Thum PJ: "Public anger" caused the 1956 riots

It is with some interest that I read the latest assertions by historian Thum PJ on how Lim Chin Siong was wrongfully arrested for inciting a riot in 1956.


According to Thum, he had discovered an archival record which contained the transcript of Lim Chin Siong's speech during the night of the riot and that in this record, Lim Chin Siong did not ask the people to “pah mata” (beat up the police) but wanted the police to join him and his cause. Thum proceeds to assert that the subsequent arrest of Lim is wrong and thus, fits into his persistent historical assessment that Lim was not a communist - although Lim had joined the outlawed communist Anti-British League and rose to prominence in several communist trade unions.

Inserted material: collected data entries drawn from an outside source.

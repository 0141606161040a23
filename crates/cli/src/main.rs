//! Cartpay CLI - Token and payment RPC tools.
//!
//! # Usage
//!
//! ```bash
//! # Print a signed token for a user (needs JWT_SECRET)
//! cartpay-cli token u1
//!
//! # Record a payment, authenticating as a freshly issued user token
//! cartpay-cli payments --user u1 create --amount 100.5
//!
//! # List payments with an existing token against a specific endpoint
//! cartpay-cli payments --endpoint http://localhost:9061 --token eyJ... list
//!
//! # Fetch or delete one payment
//! cartpay-cli payments --user u1 get 65f1c0ffee0123456789abcd
//! cartpay-cli payments --user u1 delete 65f1c0ffee0123456789abcd
//! ```
//!
//! # Commands
//!
//! - `token` - Issue a token
//! - `payments` - Drive the payment RPC service

#![cfg_attr(not(test), forbid(unsafe_code))]

use clap::{Parser, Subcommand};

mod commands;

use commands::payments::{Credentials, PaymentAction};

#[derive(Parser)]
#[command(name = "cartpay-cli")]
#[command(author, version, about = "Cartpay CLI tools")]
struct Cli {
    #[command(subcommand)]
    command: Commands,
}

#[derive(Subcommand)]
enum Commands {
    /// Issue a signed token for a user id
    Token {
        /// Subject to put in the token
        user_id: String,
    },
    /// Call the payment RPC service
    Payments {
        /// Service address (default: `PAYMENT_SERVICE_BASE_URI`)
        #[arg(long)]
        endpoint: Option<String>,

        /// Existing bearer token
        #[arg(long, conflicts_with = "user")]
        token: Option<String>,

        /// Issue a token for this user id (needs `JWT_SECRET`)
        #[arg(long)]
        user: Option<String>,

        #[command(subcommand)]
        action: PaymentCommand,
    },
}

#[derive(Subcommand)]
enum PaymentCommand {
    /// Record a payment
    Create {
        /// Amount, must be greater than 0
        #[arg(long)]
        amount: f64,
    },
    /// List all payments
    List,
    /// Show one payment
    Get {
        /// Payment id (24 hex characters)
        id: String,
    },
    /// Delete one payment
    Delete {
        /// Payment id (24 hex characters)
        id: String,
    },
}

impl From<PaymentCommand> for PaymentAction {
    fn from(command: PaymentCommand) -> Self {
        match command {
            PaymentCommand::Create { amount } => Self::Create { amount },
            PaymentCommand::List => Self::List,
            PaymentCommand::Get { id } => Self::Get { id },
            PaymentCommand::Delete { id } => Self::Delete { id },
        }
    }
}

#[tokio::main]
async fn main() {
    // Initialize tracing
    tracing_subscriber::fmt::init();

    let cli = Cli::parse();

    let result: Result<(), Box<dyn std::error::Error>> = run(cli).await;

    if let Err(e) = result {
        tracing::error!("Command failed: {e}");
        std::process::exit(1);
    }
}

async fn run(cli: Cli) -> Result<(), Box<dyn std::error::Error>> {
    dotenvy::dotenv().ok();

    match cli.command {
        Commands::Token { user_id } => commands::token::issue(&user_id)?,
        Commands::Payments {
            endpoint,
            token,
            user,
            action,
        } => {
            let credentials = match (token, user) {
                (Some(token), _) => Credentials::Token(token),
                (None, Some(user)) => Credentials::User(user),
                (None, None) => Credentials::None,
            };
            commands::payments::run(endpoint, credentials, action.into()).await?;
        }
    }
    Ok(())
}
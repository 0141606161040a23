//! Bearer-token interceptor for every payment RPC.

use std::sync::Arc;

use cartpay_backend::services::{AuthError, TokenIssuer};
use tonic::service::Interceptor;
use tonic::{Request, Status};

/// Metadata key carrying the token.
pub const AUTHORIZATION: &str = "authorization";

/// Rejects calls without a valid token with `Unauthenticated` and attaches
/// the verified claims to the request extensions.
#[derive(Debug, Clone)]
pub struct AuthInterceptor {
    tokens: Arc<TokenIssuer>,
}

impl AuthInterceptor {
    #[must_use]
    pub const fn new(tokens: Arc<TokenIssuer>) -> Self {
        Self { tokens }
    }
}

impl Interceptor for AuthInterceptor {
    fn call(&mut self, mut request: Request<()>) -> Result<Request<()>, Status> {
        let header = request
            .metadata()
            .get(AUTHORIZATION)
            .map(|value| value.to_str().map_err(|_| AuthError::InvalidToken))
            .transpose()
            .and_then(|header| self.tokens.validate_header(header));

        match header {
            Ok(claims) => {
                request.extensions_mut().insert(claims);
                Ok(request)
            }
            Err(e) => {
                tracing::debug!(error = %e, "RPC call rejected");
                Err(Status::unauthenticated(e.to_string()))
            }
        }
    }
}

#[cfg(test)]
#[allow(clippy::unwrap_used)]
mod tests {
    use super::*;
    use cartpay_backend::services::Claims;
    use secrecy::SecretString;

    fn interceptor() -> (AuthInterceptor, Arc<TokenIssuer>) {
        let tokens = Arc::new(TokenIssuer::new(&SecretString::from(
            "aB3$xY9!mK2@nL5#pQ7&rT0*uW4^zC6%",
        )));
        (AuthInterceptor::new(tokens.clone()), tokens)
    }

    #[test]
    fn test_missing_metadata_is_unauthenticated() {
        let (mut interceptor, _) = interceptor();
        let status = interceptor.call(Request::new(())).unwrap_err();

        assert_eq!(status.code(), tonic::Code::Unauthenticated);
        assert_eq!(status.message(), "missing authorization token");
    }

    #[test]
    fn test_bad_token_is_unauthenticated() {
        let (mut interceptor, _) = interceptor();
        let mut request = Request::new(());
        request
            .metadata_mut()
            .insert(AUTHORIZATION, "Bearer nope".parse().unwrap());

        let status = interceptor.call(request).unwrap_err();
        assert_eq!(status.code(), tonic::Code::Unauthenticated);
        assert_eq!(status.message(), "invalid token");
    }

    #[test]
    fn test_valid_token_attaches_claims() {
        let (mut interceptor, tokens) = interceptor();
        let token = tokens.issue("u1").unwrap();

        for value in [format!("Bearer {token}"), token] {
            let mut request = Request::new(());
            request
                .metadata_mut()
                .insert(AUTHORIZATION, value.parse().unwrap());

            let request = interceptor.call(request).unwrap();
            assert_eq!(request.extensions().get::<Claims>().unwrap().user_id, "u1");
        }
    }
}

If it was not Lim's fault, than whose fault was it? Why was the crowd so worked up that day and not any other day? Having absolved Lim from all responsibility, Thum's historical investigation is reduced simply to the claim that “public anger was too strong” and therefore the riots occurred.


So the elephant in the room was, why was public anger so strong on that day, as claimed? This, Thum did not bother to find out.


A dusty piece of paper from the colonial archives cannot convey the emotions of a fiery night when words spoken from the podium carry a lot of underlying meanings. One cannot even know the tone that was used. It could be “mai pah mata...” or it could very well be “mai...PAH MATA!”


Only those present at that historical moment can understand what Lim spoke ahout and what he wanted the people to do. If I were to read this historical document now, I would also wonder why I was so angry then. UNLESS you read through the entire document, you will find how words were played with sparks and could possibly set off fire.


And I quote Lim Chin Siong:

“(let's) quickly unite together for tonight there is a possibility that something big will happen. But, dear brothers and sisters, if any of our sons are assaulted we will not tolerate it.”

“We must also use method to get rid of this oppressive Government and to attain our final objective..We must take certain action to retaliate against their oppressive action.”

“Mayday is the workers' struggle for better living and to commemorate past events of bloodshed (believed to be referring to Hock Lee Bus riot). Workers must zealously celebrate and be united to fight to the end.”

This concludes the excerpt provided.